I hope this is the place for this converstation. I feel like I am finding my way with this - it would be great if all this stuff had been worked out already but that is our job. I believe that the wiki model is incredibly powerful and is the best way to try and organise knowledge in a field where it is simple impossible for one person to know everything. However - its a very new form.

The central "mathematics wiki" would be great - it could point to other wikis and it could also be a place to store all the information that is common to all wiki sites, i.e. how do you set up an account, how do you convert latex to wiki, what format do we have for figures etc. It could also be a place to discuss ideas about formats etc. If the idea takes off we may have many more issues to try and work out.

You are lucky to have problems with the standardisation of content - it means more than one person is working on the wiki! The idea of the robot is fantastic. Our format for references is based on the name - I have actually changed it once. I wanted a system that minimised the same entry ending up in the wiki twice, and one where you could guess the form of it with a reasonable chance of success.

There is a list of Math Wiki's at [4]. It's not very extensive yet, as you can see. At some point we should add this wiki to that list, I guess. Terry 23:46, 3 September 2006 (EDT)

An emerging PDEwiki covering basic concepts of PDEs has been set up. Colliand 11:52, 13 September 2006 (EDT)

Equation template

I'm trying to organise the standard information on each equation in a template, Template:Equation. You can see some instances of this template in action on the cubic NLS page, as well as on some of its children. I'll slowly start propagating this template across the equations (also an excuse to do some more cleanup as I revisit each page). Terry 01:18, 8 August 2006 (EDT)

More generally, we now have a template page to organise the emerging set of templates we will use. Actually we could use some very short templates, such as a Schrodinger template to get that umlaut automatically in there, or perhaps templates for popular journals which contain HTML links to their web pages; the possibilities are endless :-). Terry 15:05, 10 August 2006 (EDT)
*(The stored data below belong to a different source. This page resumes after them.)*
// Copyright (c) 2026 Bountyy Oy. All rights reserved.
// This software is proprietary and confidential.

//! Cookie scraping from raw response headers

use lazy_static::lazy_static;
use regex::Regex;

use super::headers::SET_COOKIE;
use super::COOKIE_PREFIX;

lazy_static! {
    static ref SET_COOKIE_LINE: Regex = Regex::new(&format!(r"{}: ([^\r\n]*)", SET_COOKIE))
        .expect("Set-Cookie pattern is valid");
}

/// Values of every `Set-Cookie: ` line, in order of appearance
pub fn set_cookie_values(raw_headers: &str) -> Vec<&str> {
    SET_COOKIE_LINE
        .captures_iter(raw_headers)
        .filter_map(|caps| caps.get(1))
        .map(|m| m.as_str())
        .collect()
}

/// Build a `Cookie: ` request header line from the `Set-Cookie` values.
///
/// Every value is followed by `"; "`, the last one included. Without any
/// `Set-Cookie` line the result is just `"Cookie: "`.
pub fn extract_cookies(raw_headers: &str) -> String {
    let mut result = String::from(COOKIE_PREFIX);
    for value in set_cookie_values(raw_headers) {
        result.push_str(value);
        result.push_str("; ");
    }
    result
}

#[cfg(test)]
mod tests {
    use super::*;

    #[test]
    fn test_two_cookies() {
        let raw = "HTTP/1.1 200 OK\r\nSet-Cookie: a=1\r\nContent-Type: text/plain\r\nSet-Cookie: b=2\r\n\r\n";
        assert_eq!(extract_cookies(raw), "Cookie: a=1; b=2; ");
    }

    #[test]
    fn test_no_cookies() {
        assert_eq!(extract_cookies("HTTP/1.1 204 No Content\r\n\r\n"), "Cookie: ");
        assert_eq!(extract_cookies(""), "Cookie: ");
    }

    #[test]
    fn test_attributes_kept() {
        let raw = "Set-Cookie: sid=xyz; Path=/; HttpOnly\r\n";
        assert_eq!(extract_cookies(raw), "Cookie: sid=xyz; Path=/; HttpOnly; ");
    }

    #[test]
    fn test_lowercase_name_not_matched() {
        assert_eq!(extract_cookies("set-cookie: a=1\r\n"), "Cookie: ");
    }

    #[test]
    fn test_set_cookie_values() {
        let raw = "Set-Cookie: a=1\nSet-Cookie: b=2";
        assert_eq!(set_cookie_values(raw), vec!["a=1", "b=2"]);
    }
}
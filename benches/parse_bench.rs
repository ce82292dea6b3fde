// Copyright (c) 2026 Bountyy Oy. All rights reserved.

use criterion::{black_box, criterion_group, criterion_main, Criterion};
use synchttp::{extract_cookies, merge_request_headers, parse_header_block};

const RAW_HEADERS: &str = "HTTP/1.1 200 OK\r\n\
Date: Mon, 06 Mar 2023 10:00:00 GMT\r\n\
Content-Type: text/html; charset=utf-8\r\n\
Content-Length: 5120\r\n\
Cache-Control: no-cache\r\n\
Location: https://example.com:8443/next\r\n\
Set-Cookie: sid=abc123; Path=/; HttpOnly\r\n\
Set-Cookie: theme=dark; Path=/\r\n\
Set-Cookie: csrf=9f8e7d; Secure\r\n\
Server: nginx\r\n\
\r\n";

fn header_parsing_benchmark(c: &mut Criterion) {
    c.bench_function("parse_header_block", |b| {
        b.iter(|| black_box(parse_header_block(black_box(RAW_HEADERS))))
    });
}

fn cookie_extraction_benchmark(c: &mut Criterion) {
    c.bench_function("extract_cookies", |b| {
        b.iter(|| black_box(extract_cookies(black_box(RAW_HEADERS))))
    });
}

fn header_merge_benchmark(c: &mut Criterion) {
    c.bench_function("merge_request_headers", |b| {
        b.iter(|| {
            black_box(merge_request_headers(
                black_box("https://api.example.com/items?page=2"),
                black_box(128),
                black_box("Content-Type: application/json\r\nAuthorization: Bearer t"),
            ))
        })
    });
}

criterion_group!(
    benches,
    header_parsing_benchmark,
    cookie_extraction_benchmark,
    header_merge_benchmark
);
criterion_main!(benches);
Ugh, I hate legal issues, but at some point we have to choose a copyright license for this wiki to govern how the content can be copied in the future. It seems that most Wiki's use the GFDL, which basically allows anyone to copy the material so long as they attribute the source, and also extend the same freedom to subsequent users of the material - the term for this seems to be "copyleft". (See for instance Wikipedia's copyright license.) I am not experienced with these things but this seems reasonable enough to me. Any thoughts? (Eventually the licence sill need to be put on this page.) Terry 11:20, 11 August 2006 (EDT)

The DispersiveWiki is now protected under the GFDL copyright. Colliand 11:49, 13 September 2006 (EDT)

Enumerate equations


I am currently searching the net for a possibility to enumerate equations automatically, and to have the possiblty to add labels and references. It seems that there are 2 enhancement of texcv which are capable of doing it (with a little hacking as the authors say):

  1. http://www.blahtex.org
  2. http://en.wikipedia.org/wiki/Wikipedia:WikiTeX

Do I understand correctly from earlier discussions that such a functionality would be most welcome? Regards Uwe Brauer 10:36, 26 September 2006 (EDT):

Improvements to texvc and referencing are indeed welcome. Please feel free to make edits and suggestions to improve the DispersiveWiki. Colliand 11:50, 26 September 2006 (EDT)
Re: Colliand ok, sadly I just learnt that blahtex is not able to enumerate equations automatically (misunderstanding from my side), wikitex however seems to be able. When I know more I come back.